The Master Key is a password that you only know and that is requested throughout the product for different purposes:
– To decrypt the encrypted data stored in your Managers (This is its main purpose. This is the reason why it was created in the first place and only your Master Key can perform this task.)
– To authenticate your identity to perform other sensitive actions (like deleting data for example or launching the app if you decide so in order to add a layer of security)
Digital ID doesn’t know your Master Key. It is not stored on our servers and we have no access to it. In that case how does the “remember my Master Key” option work?
On your desktop
With Digital ID's default settings and depending of your usage of the product, you may need to enter your Master Key every few minutes. That’s why—starting with version 1.22—if it becomes tiresome and if you know that you will be on your computer for a while, next time you are asked to enter your Master Key, you may choose to check the box “Remember until this window closes or locks”.
The way this works is that your Master Key is then kept securely in an encrypted memory area of your browser. Digital ID's servers still don’t have access to it at any time nor does any other server. It is kept locally on your machine.

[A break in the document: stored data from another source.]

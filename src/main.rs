//! Application entry point — robot voice console.
//!
//! # Startup sequence
//!
//! 1. Initialise logging.
//! 2. Load [`AppConfig`] from disk (returns default on first run).
//! 3. Build the HTTP backends the enabled pipelines need.  Blocking
//!    `reqwest` clients must be created outside the async runtime.
//! 4. Register the pipelines with the [`PipelineOrchestrator`].
//! 5. Create the [`tokio`] runtime (multi-thread, 2 workers).
//! 6. Serve requests:
//!    * `robot-voice [--stream] file.wav …` runs every file through the
//!      audio flows of each pipeline;
//!    * without arguments, every stdin line goes through the text flows
//!      (`/reset`, `/status` and `/quit` are commands).

use std::io::{BufRead, Write};
use std::path::{Path, PathBuf};
use std::sync::Arc;

use anyhow::Context;
use robot_voice::{
    config::AppConfig,
    llm::ApiEngine,
    pipeline::{Engines, PipelineKind, PipelineOrchestrator},
    stt::ApiRecognizer,
    tts::{frame_payload, ApiSynthesizer, SpeechSynthesizer},
};

// ---------------------------------------------------------------------------
// Audio files
// ---------------------------------------------------------------------------

/// Run one WAV file through the audio flow of every loaded pipeline.
async fn process_file(orc: &PipelineOrchestrator, path: &Path, stream: bool) -> anyhow::Result<()> {
    let wav = std::fs::read(path).with_context(|| format!("reading {}", path.display()))?;

    for &kind in orc.loaded() {
        match kind {
            PipelineKind::Robot => {
                let response = orc.robot()?.command(wav.clone()).await?;
                println!("{}", serde_json::to_string_pretty(&response)?);
            }
            PipelineKind::Assistant if stream => {
                let mut reply = orc.assistant()?.chat_stream(wav.clone()).await?;
                println!("> {}", reply.transcription);

                let mut index = 0;
                while let Some(frame) = reply.chunks.recv().await {
                    let Some(payload) = frame_payload(&frame) else {
                        break;
                    };
                    index += 1;
                    let out = reply_path(path, Some(index));
                    std::fs::write(&out, payload)?;
                    println!("  chunk {index}: {}", out.display());
                }
            }
            PipelineKind::Assistant => {
                let reply = orc.assistant()?.chat(wav.clone()).await?;
                let out = reply_path(path, None);
                std::fs::write(&out, &reply.wav)?;
                println!("> {}", reply.transcription);
                println!("< {}", reply.response_text);
                println!("  audio: {} ({:?})", out.display(), reply.timing);
            }
        }
    }
    Ok(())
}

/// `orden.wav` → `orden.reply.wav` / `orden.reply.3.wav`.
fn reply_path(input: &Path, index: Option<usize>) -> PathBuf {
    let stem = input
        .file_stem()
        .map(|s| s.to_string_lossy().into_owned())
        .unwrap_or_else(|| "audio".into());
    let name = match index {
        Some(i) => format!("{stem}.reply.{i}.wav"),
        None => format!("{stem}.reply.wav"),
    };
    input.with_file_name(name)
}

// ---------------------------------------------------------------------------
// Console
// ---------------------------------------------------------------------------

/// Handle one console line.  Returns `false` to quit.
async fn handle_line(orc: &PipelineOrchestrator, line: &str) -> anyhow::Result<bool> {
    match line {
        "" => {}
        "/quit" | "/exit" => return Ok(false),
        "/status" => println!("{}", serde_json::to_string_pretty(&orc.status())?),
        "/reset" => {
            for &kind in orc.loaded() {
                orc.reset(kind)?;
            }
            println!("history cleared");
        }
        text => {
            for &kind in orc.loaded() {
                match kind {
                    PipelineKind::Robot => {
                        let response = orc.robot()?.command_text(text).await?;
                        println!("{}", serde_json::to_string(&response)?);
                    }
                    PipelineKind::Assistant => {
                        println!("< {}", orc.assistant()?.reply(text).await?);
                    }
                }
            }
        }
    }
    Ok(true)
}

async fn run_console(orc: &PipelineOrchestrator) -> anyhow::Result<()> {
    if orc.loaded().is_empty() {
        println!("{}", serde_json::to_string_pretty(&orc.status())?);
        return Ok(());
    }

    let stdin = std::io::stdin();
    let mut lines = stdin.lock().lines();
    loop {
        print!("robot-voice> ");
        std::io::stdout().flush()?;

        let Some(line) = lines.next() else {
            break;
        };
        match handle_line(orc, line?.trim()).await {
            Ok(true) => {}
            Ok(false) => break,
            Err(e) => log::error!("{e:#}"),
        }
    }
    Ok(())
}

// ---------------------------------------------------------------------------
// main
// ---------------------------------------------------------------------------

fn main() -> anyhow::Result<()> {
    // 1. Logging
    env_logger::Builder::from_env(env_logger::Env::default().default_filter_or("info")).init();
    log::info!("robot-voice starting up");

    // 2. Configuration
    let config = AppConfig::load().unwrap_or_else(|e| {
        log::warn!("Failed to load config ({e}); using defaults");
        AppConfig::default()
    });

    // 3 + 4. Backends and pipelines (before the runtime exists)
    let kinds = PipelineKind::parse_list(&config.pipelines);
    let orchestrator = if kinds.is_empty() {
        PipelineOrchestrator::status_only(&config)
    } else {
        let tts = kinds.iter().any(|k| k.requires_tts()).then(|| {
            Arc::new(ApiSynthesizer::from_config(&config.tts)) as Arc<dyn SpeechSynthesizer>
        });
        let engines = Engines {
            stt: Arc::new(ApiRecognizer::from_config(&config.stt)),
            llm: Arc::new(ApiEngine::from_config(&config.llm)),
            tts,
        };
        PipelineOrchestrator::with_pipelines(&kinds, &config, engines)?
    };
    log::info!(
        "ready, pipelines: {:?}",
        orchestrator.status().pipelines
    );

    // 5. Tokio runtime (declared after the orchestrator so it is dropped
    //    first; the blocking clients must not be dropped inside it)
    let rt = tokio::runtime::Builder::new_multi_thread()
        .worker_threads(2)
        .enable_all()
        .build()
        .context("failed to create tokio runtime")?;

    // 6. Serve
    let mut stream = false;
    let mut files = Vec::new();
    for arg in std::env::args().skip(1) {
        if arg == "--stream" {
            stream = true;
        } else {
            files.push(PathBuf::from(arg));
        }
    }

    rt.block_on(async {
        if files.is_empty() {
            return run_console(&orchestrator).await;
        }
        for file in &files {
            if let Err(e) = process_file(&orchestrator, file, stream).await {
                log::error!("{}: {e:#}", file.display());
            }
        }
        Ok(())
    })
}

You can then configure your Security preferences in the Settings of the product to choose when the Main Window will lock, which will close your current session and erase the Master Key from memory.
What about on mobile?
On mobile also, your Master Key is, by default, required to access all sensitive data.
However, you can set up your smartphone in order to use biometric authentication instead (either your fingerprint or facial recognition depending on your device’s options). This is very convenient and doesn’t decrease the level of security. You can enable this in the Settings of your app (it will need to be enabled from your phone’s settings as well in order to work). This only takes a few seconds.
You can also configure the app in order to request the Master Key at the times and with the frequency that fit your usage best. From the Settings of the app, scroll down to the Security section and tap on “Master Key preference” to see the available options.
On iOS devices, if you choose to have your phone remember your Master Key in between launches, then dedicated storage space in Keychain will be allocated to store your Master Key locally until the next time you launch the app. Digital ID's servers still don’t have access to it at any time nor does any other server. It is kept locally on your device.
The way it works on Android devices is very similar with your Master Key stored in the local Android Keystore.
What are the risks?
It all depends on your usage and the level of security you are comfortable with. The technical solution has been vetted, but if you tend to leave your computer without locking your screen or if you lend your phone regularly to family members or have a tendency to leave it around and forget it, then we recommend that you stick with the default settings of your app. If you are an expert user and don’t want to be bothered by an extra layer of security while you already have a few in place, then you may decide to go for more convenience and usability.